Youngjun Park posted 4 patches 1 week ago
Documentation/admin-guide/cgroup-v2.rst |  27 ++
Documentation/mm/swap-tier.rst          | 159 +++++++++
MAINTAINERS                             |   3 +
include/linux/memcontrol.h              |   3 +-
include/linux/swap.h                    |   1 +
mm/Kconfig                              |  12 +
mm/Makefile                             |   2 +-
mm/memcontrol.c                         |  95 +++++
mm/swap.h                               |   4 +
mm/swap_state.c                         |  75 ++++
mm/swap_tier.c                          | 451 ++++++++++++++++++++++++
mm/swap_tier.h                          |  74 ++++
mm/swapfile.c                           |  23 +-
13 files changed, 923 insertions(+), 6 deletions(-)
create mode 100644 Documentation/mm/swap-tier.rst
create mode 100644 mm/swap_tier.c
create mode 100644 mm/swap_tier.h
[PATCH v5 0/4] mm/swap, memcg: Introduce swap tiers for cgroup based swap control
Posted by Youngjun Park 1 week ago
This is v5 of the "Swap Tiers" series.
For clarity, this cover letter is structured in two parts:

  Part 1 describes the patch series itself (what is implemented in v5).
  Part 2 consolidates the design rationale and use case discussion,
  including clarification around the memcg-integrated model and
  comparison with BPF-based approaches.

This separation is intentional so reviewers can clearly distinguish
between patch introduction and design discussion (for Shakeel's
ongoing feedback).

v4:
  https://lore.kernel.org/linux-mm/20260217000950.4015880-1-youngjun.park@lge.com/

Earlier RFC versions:
  v3: https://lore.kernel.org/linux-mm/20260131125454.3187546-1-youngjun.park@lge.com/
  v2: https://lore.kernel.org/linux-mm/20260126065242.1221862-1-youngjun.park@lge.com/
  v1: https://lore.kernel.org/linux-mm/20251109124947.1101520-1-youngjun.park@lge.com/

Earlier Approach (per cgroup swap priority)
  RFC: https://lore.kernel.org/linux-mm/aEvLjEInMQC7hEyh@yjaykim-PowerEdge-T330/T/#mbbb6a5e9e30843097e1f5f65fb98f31d582b973d
  v1: https://lore.kernel.org/linux-mm/20250716202006.3640584-1-youngjun.park@lge.com/
======================================================================
Part 1: Patch Series Summary
======================================================================

Overview
========
Swap Tiers group swap devices into performance classes (e.g.

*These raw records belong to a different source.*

//! Observable state of a list view

use partnerhub_domain::{ErrorCategory, PageInfo, PageRequest, PartnerHubError};
use serde::Serialize;

#[derive(Debug, Clone, Copy, PartialEq, Eq, Serialize)]
#[serde(rename_all = "lowercase")]
pub enum ViewPhase {
    Idle,
    /// First load; the table has nothing to show yet
    Loading,
    Success,
    Error,
}

/// Error as shown by the view, already classified
#[derive(Debug, Clone, PartialEq, Eq, Serialize)]
pub struct ViewError {
    pub category: ErrorCategory,
    pub message: String,
}

impl From<&PartnerHubError> for ViewError {
    fn from(err: &PartnerHubError) -> Self {
        Self { category: err.category(), message: err.user_message() }
    }
}

#[derive(Debug, Clone, PartialEq, Serialize)]
#[serde(rename_all = "camelCase")]
pub struct ViewState<T, F> {
    pub phase: ViewPhase,
    /// Lighter indicator for refetches that keep the current rows visible
    pub table_loading: bool,
    pub data: Vec<T>,
    pub page: PageInfo,
    /// Page the next fetch asks for
    pub request: PageRequest,
    pub filters: F,
    pub error: Option<ViewError>,
    /// Bumped on every published change
    pub version: u64,
}

impl<T, F: Default> ViewState<T, F> {
    pub fn new(page_size: u32) -> Self {
        Self {
            phase: ViewPhase::Idle,
            table_loading: false,
            data: Vec::new(),
            page: PageInfo::default(),
            request: PageRequest::new(1, page_size),
            filters: F::default(),
            error: None,
            version: 0,
        }
    }
}

impl<T, F> ViewState<T, F> {
    pub fn is_loading(&self) -> bool {
        self.phase == ViewPhase::Loading || self.table_loading
    }
}

/// What happened to one fetch request
#[derive(Debug, Clone, PartialEq, Eq)]
pub enum FetchOutcome {
    /// Rows and pagination were applied
    Loaded,
    /// A user-visible error was applied
    Failed(ViewError),
    /// Cancelled by timeout, tracker or unmount; no error was shown
    Cancelled,
    /// Another fetch of this view was still outstanding
    Dropped,
    /// A newer filter change replaced this one during the debounce window
    Superseded,
    /// The view is unmounted or the user is not signed in
    Skipped,
}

NVMe,
HDD, Network) and allow per-memcg selection of which tiers to use.
This mechanism was suggested by Chris Li.

This series introduces:

- Core tier infrastructure
- Per-memcg tier assignment (subset of parent)
- memory.swap.tiers and memory.swap.tiers.effective interfaces

Changes in v5
=============
- Fixed build errors reported in v4
- rebased on up to date mm-new 
- Minor cleanups
- Design docs with validation (by Shakeel Butt discussion)

Changes in v4 (summary)
=======================
- Simplified control flow and indentation
- Added CONFIG option for MAX_SWAPTIER (default: 4)
- Added memory.swap.tiers.effective interface
- Reworked save/restore logic into snapshot/rollback model
- Removed tier priority modification support (deferred)
- Improved validation and fixed edge cases
- Rebased onto latest mm-new

Deferred / Future Work
======================
- Per-tier swap_active_head to reduce contention (Suggested by Chris Li)
- Fast path and slow path allocation improvement
  (this will be introduced after Kairui's work)

Real-world Results
==================
Tested on our internal platform using NBD as a separate swap tier.
Our first production's simple usecase.

Without tiers:
- No selective control over flash wear
- Cannot selectively assign NBD to specific applications

Cold launch improvement (preloaded vs. baseline):
- App A: 13.17s -> 4.18s (68%)
- App B: 5.60s -> 1.12s (80%)
- App C: 10.25s -> 2.00s (80%)

Performance impact with no tiers configured:
<1% regression in kernel build and vm-scalability benchmarks
(measured in RFC v2).

======================================================================
Part 2: Design Rationale and Use Cases
======================================================================

Design Rationale
================
Swap tier selection is attached to memcg. A child cgroup may select a
subset of the parent's allowed tiers.

This:
- Preserves cgroup inheritance semantics (boundary at parent,
  refinement at child).
- Reuses memcg, which already groups processes and enforces
  hierarchical memory limits.
- Aligns with existing memcg swap controls (e.g. swap.max, zswap.writeback)
- Avoids introducing a parallel swap control hierarchy.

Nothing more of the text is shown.